*Your assignment:*
Each line below that contains the word "localhost" must be copied.

*Extracted records:*
• • • • •
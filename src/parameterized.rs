//! Stages that need external configuration before they can run.
//!
//! A parameterized stage moves `Unconfigured -> Configuring -> Ready` inside
//! [`Parameterized::apply_parameters`]. Applying parameters to a `Ready`
//! stage first falls back to `Unconfigured` and releases the previous
//! resource; the stage never leaves `Ready` on its own.

use crate::config::StageParameters;
use crate::error::ConfigurationError;
use std::collections::BTreeMap;
use std::sync::atomic::{AtomicU8, Ordering};
use std::sync::Arc;

#[derive(Debug, Clone, Copy, PartialEq, Eq)]
pub enum ParameterState {
    Unconfigured,
    /// Parameters are being validated and the resource opened
    Configuring,
    Ready,
}

impl ParameterState {
    fn from_u8(raw: u8) -> Self {
        match raw {
            2 => ParameterState::Ready,
            1 => ParameterState::Configuring,
            _ => ParameterState::Unconfigured,
        }
    }
}

/// Owner side of a parameter state, kept by the stage
#[derive(Debug, Default)]
pub struct StateCell(Arc<AtomicU8>);

impl StateCell {
    pub fn new() -> Self {
        Self(Arc::new(AtomicU8::new(ParameterState::Unconfigured as u8)))
    }

    pub fn get(&self) -> ParameterState {
        ParameterState::from_u8(self.0.load(Ordering::Acquire))
    }

    pub fn set(&self, state: ParameterState) {
        self.0.store(state as u8, Ordering::Release);
    }

    /// Read-only handle that stays valid after the stage moves to its thread
    pub fn watch(&self) -> StateWatcher {
        StateWatcher(Arc::clone(&self.0))
    }
}

/// Read-only view of a stage's parameter state
#[derive(Debug, Clone)]
pub struct StateWatcher(Arc<AtomicU8>);

impl StateWatcher {
    pub fn get(&self) -> ParameterState {
        ParameterState::from_u8(self.0.load(Ordering::Acquire))
    }

    pub fn is_ready(&self) -> bool {
        self.get() == ParameterState::Ready
    }
}

/// A required parameter and its human-readable description
#[derive(Debug, Clone, Copy, PartialEq, Eq)]
pub struct ParameterSpec {
    pub key: &'static str,
    pub description: &'static str,
}

/// Declared keys plus their current values
#[derive(Debug, Clone)]
pub struct ParameterSet {
    specs: &'static [ParameterSpec],
    values: BTreeMap<&'static str, String>,
}

impl ParameterSet {
    pub fn new(specs: &'static [ParameterSpec]) -> Self {
        Self {
            specs,
            values: BTreeMap::new(),
        }
    }

    pub fn specs(&self) -> &'static [ParameterSpec] {
        self.specs
    }

    /// Set a declared key; unknown keys are rejected and leave the set unchanged
    pub fn set(&mut self, key: &str, value: impl Into<String>) -> bool {
        match self.specs.iter().find(|spec| spec.key == key) {
            Some(spec) => {
                self.values.insert(spec.key, value.into());
                true
            }
            None => false,
        }
    }

    pub fn set_all(&mut self, params: &StageParameters) -> Result<(), ConfigurationError> {
        if let Some(unknown) = params
            .keys()
            .find(|key| !self.specs.iter().any(|spec| spec.key == key.as_str()))
        {
            return Err(ConfigurationError::UnknownParameter(unknown.clone()));
        }
        for (key, value) in params {
            self.set(key, value.as_str());
        }
        Ok(())
    }

    pub fn get(&self, key: &str) -> Option<&str> {
        self.values.get(key).map(String::as_str)
    }

    /// Value of a required key; absent or blank values are configuration errors
    pub fn require(&self, key: &str) -> Result<&str, ConfigurationError> {
        match self.get(key) {
            Some(value) if !value.trim().is_empty() => Ok(value),
            _ => Err(ConfigurationError::MissingParameter(key.to_string())),
        }
    }

    /// Declared keys that have no usable value, in declaration order
    pub fn missing(&self) -> Vec<&'static str> {
        self.specs
            .iter()
            .filter(|spec| self.require(spec.key).is_err())
            .map(|spec| spec.key)
            .collect()
    }

    /// Every declared key with its value (empty when unset), in declaration order
    pub fn values(&self) -> Vec<(String, String)> {
        self.specs
            .iter()
            .map(|spec| {
                (
                    spec.key.to_string(),
                    self.get(spec.key).unwrap_or_default().to_string(),
                )
            })
            .collect()
    }

    pub fn describe(&self, key: &str) -> Option<&'static str> {
        self.specs
            .iter()
            .find(|spec| spec.key == key)
            .map(|spec| spec.description)
    }
}

/// Configuration surface of a stage that depends on an external resource
pub trait Parameterized {
    fn parameters(&self) -> &ParameterSet;

    fn parameters_mut(&mut self) -> &mut ParameterSet;

    /// Explanation of the parameters for operators
    fn help(&self) -> &str;

    /// Validate parameters and (re)open the downstream resource
    fn apply_parameters(&mut self) -> Result<(), ConfigurationError>;

    fn state(&self) -> ParameterState;

    fn is_ready(&self) -> bool {
        self.state() == ParameterState::Ready
    }

    fn parameter_specs(&self) -> &'static [ParameterSpec] {
        self.parameters().specs()
    }

    fn parameter_values(&self) -> Vec<(String, String)> {
        self.parameters().values()
    }

    fn set_parameter(&mut self, key: &str, value: &str) -> bool {
        self.parameters_mut().set(key, value)
    }

    fn set_parameters(&mut self, params: &StageParameters) -> Result<(), ConfigurationError> {
        self.parameters_mut().set_all(params)
    }

    fn describe_parameter(&self, key: &str) -> Option<&'static str> {
        self.parameters().describe(key)
    }
}

#[cfg(test)]
mod tests {
    use super::*;

    const SPECS: &[ParameterSpec] = &[
        ParameterSpec {
            key: "host",
            description: "Server host",
        },
        ParameterSpec {
            key: "port",
            description: "Server port",
        },
    ];

    #[test]
    fn test_set_rejects_unknown_key() {
        let mut set = ParameterSet::new(SPECS);
        assert!(set.set("host", "localhost"));
        assert!(!set.set("colour", "blue"));
        assert_eq!(set.get("host"), Some("localhost"));
        assert_eq!(set.get("colour"), None);
    }

    #[test]
    fn test_require_and_missing() {
        let mut set = ParameterSet::new(SPECS);
        set.set("port", "  ");
        assert_eq!(set.missing(), vec!["host", "port"]);
        assert_eq!(
            set.require("port"),
            Err(ConfigurationError::MissingParameter("port".into()))
        );
        set.set("host", "db");
        set.set("port", "5432");
        assert!(set.missing().is_empty());
        assert_eq!(set.require("port"), Ok("5432"));
    }

    #[test]
    fn test_values_in_declaration_order() {
        let mut set = ParameterSet::new(SPECS);
        set.set("port", "1");
        assert_eq!(
            set.values(),
            vec![
                ("host".to_string(), String::new()),
                ("port".to_string(), "1".to_string())
            ]
        );
        assert_eq!(set.describe("port"), Some("Server port"));
    }

    #[test]
    fn test_set_all_is_atomic_on_unknown_key() {
        let mut set = ParameterSet::new(SPECS);
        let mut params = StageParameters::new();
        params.insert("host".into(), "db".into());
        params.insert("bogus".into(), "x".into());
        assert_eq!(
            set.set_all(&params),
            Err(ConfigurationError::UnknownParameter("bogus".into()))
        );
        assert_eq!(set.get("host"), None);
    }

    #[test]
    fn test_state_watcher_follows_cell() {
        let cell = StateCell::new();
        let watcher = cell.watch();
        assert_eq!(watcher.get(), ParameterState::Unconfigured);
        cell.set(ParameterState::Configuring);
        assert!(!watcher.is_ready());
        cell.set(ParameterState::Ready);
        assert!(watcher.is_ready());
    }
}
• • • • •
*Result of this task:*
        assert!(set.set("host", "localhost"));
        assert_eq!(set.get("host"), Some("localhost"));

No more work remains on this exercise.